By also using high-accuracy machine learning models, this APA can understand and react to the dynamic environment around the vehicle. It can also support autonomous control of the steering, brakes, transmission, and speed, to deliver a smooth hands-free parking experience.
It’s worth noting that the AMD suite of functional safety developer tools help development teams target ISO 26262 ASIL-B certification. Also, the AMD Zynq UltraScale+ is fully certified for use in functional safety applications, in accordance with ISO 26262, IEC 61508, and ISO 13849 up to ASIL B/SC2. This means AMD can offer automotive T1 suppliers and OEMs a portfolio of automotive-grade FPGAs and adaptive SoCs, which deliver the high reliability and low latency required by ADAS on the same 16nm silicon.
Improving perception and decision-making
In concept, ADAS combines information from various sources to improve perception and decision-making.

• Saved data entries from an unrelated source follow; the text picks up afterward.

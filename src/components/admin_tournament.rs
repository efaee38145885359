//! Admin tournament change form: show only the fieldsets relevant to the
//! selected format, and the team roster inline only for doubles.
//!
//! The Django admin wraps fieldsets in `.module` containers; section marker
//! classes may sit on the fieldset itself or on an element inside it.

#[cfg(feature = "csr")]
use crate::state::tournament_form::{SectionVisibility, is_teams_heading, teams_visible};
#[cfg(feature = "csr")]
use crate::util::dom;

pub const FORMAT_SELECTOR: &str = "#id_format, select[name='format']";
pub const VARIANT_SELECTOR: &str = "#id_variant, select[name='variant']";
pub const TEAMS_MARKER_SELECTOR: &str = ".variant-doubles-only";
pub const TEAMS_INLINE_ID: &str = "tournamentteam_set-group";

/// Bind the format/variant selects when the page has a format select.
pub fn install() {
    #[cfg(feature = "csr")]
    {
        let Some(doc) = dom::document() else {
            return;
        };
        let Some(format) = doc.query_selector(FORMAT_SELECTOR).ok().flatten() else {
            return;
        };
        for event in ["change", "input"] {
            dom::listen(&format, event, |_| update_sections());
        }
        if let Some(variant) = doc.query_selector(VARIANT_SELECTOR).ok().flatten() {
            for event in ["change", "input"] {
                dom::listen(&variant, event, |_| update_teams());
            }
        }
        update_sections();
    }
}

/// Current value of the control matching `selector`: a select, or an input
/// when the admin renders the field read-only or hidden.
#[cfg(feature = "csr")]
fn control_value(selector: &str) -> String {
    dom::document()
        .and_then(|doc| doc.query_selector(selector).ok().flatten())
        .map(|el| dom::control_value(&el))
        .unwrap_or_default()
}

#[cfg(feature = "csr")]
fn update_sections() {
    let Some(doc) = dom::document() else {
        return;
    };
    let visibility = SectionVisibility::for_format(&control_value(FORMAT_SELECTOR));
    for (selector, visible) in &visibility.sections {
        for section in dom::query_all(&doc, selector) {
            dom::set_displayed(&section_container(section), *visible);
        }
    }
    update_teams();
}

/// The element to toggle for a marked section: itself if it is a module,
/// else its closest module ancestor.
#[cfg(feature = "csr")]
fn section_container(section: web_sys::Element) -> web_sys::Element {
    if section.class_list().contains("module") {
        return section;
    }
    section.closest(".module").ok().flatten().unwrap_or(section)
}

#[cfg(feature = "csr")]
fn update_teams() {
    if let Some(teams) = teams_inline() {
        dom::set_displayed(&teams, teams_visible(&control_value(VARIANT_SELECTOR)));
    }
}

#[cfg(feature = "csr")]
fn teams_inline() -> Option<web_sys::Element> {
    let doc = dom::document()?;
    if let Some(el) = doc.query_selector(TEAMS_MARKER_SELECTOR).ok().flatten() {
        return Some(el);
    }
    if let Some(el) = doc.get_element_by_id(TEAMS_INLINE_ID) {
        return Some(el);
    }
    dom::query_all(&doc, ".module, fieldset.module").into_iter().find(|module| {
        module
            .query_selector("h2")
            .ok()
            .flatten()
            .and_then(|h2| h2.text_content())
            .is_some_and(|text| is_teams_heading(&text))
    })
}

Utilising multiple sources of data lets the system derive richer information that can enhance the safety and performance of the driver assistance features. This provides the foundation for the system’s ability to detect and track objects, identify potential hazards, and make informed decisions like adaptive cruise control, lane-keeping assistance, and automatic emergency braking.
Techniques like ‘early fusion’ are also gaining interest and the next generation AMD 7nm Versal AI Edge family combines the DAPD capabilities of its 16nm silicon with AI accelerations to combine sensors and supplement the synchronized data stream with object lists and other information.
Efficient aggregation and processing of multiple streams of sensor data has a critical role in enabling more reliable and sophisticated autonomous driving capabilities. By leveraging flexibility to partition the data processing workloads optimally between hardware and software, with the added flexibility of configurable hardware accelerators in logic such as DSP slices, designers can maximise system performance while also reducing BOM costs and power consumption.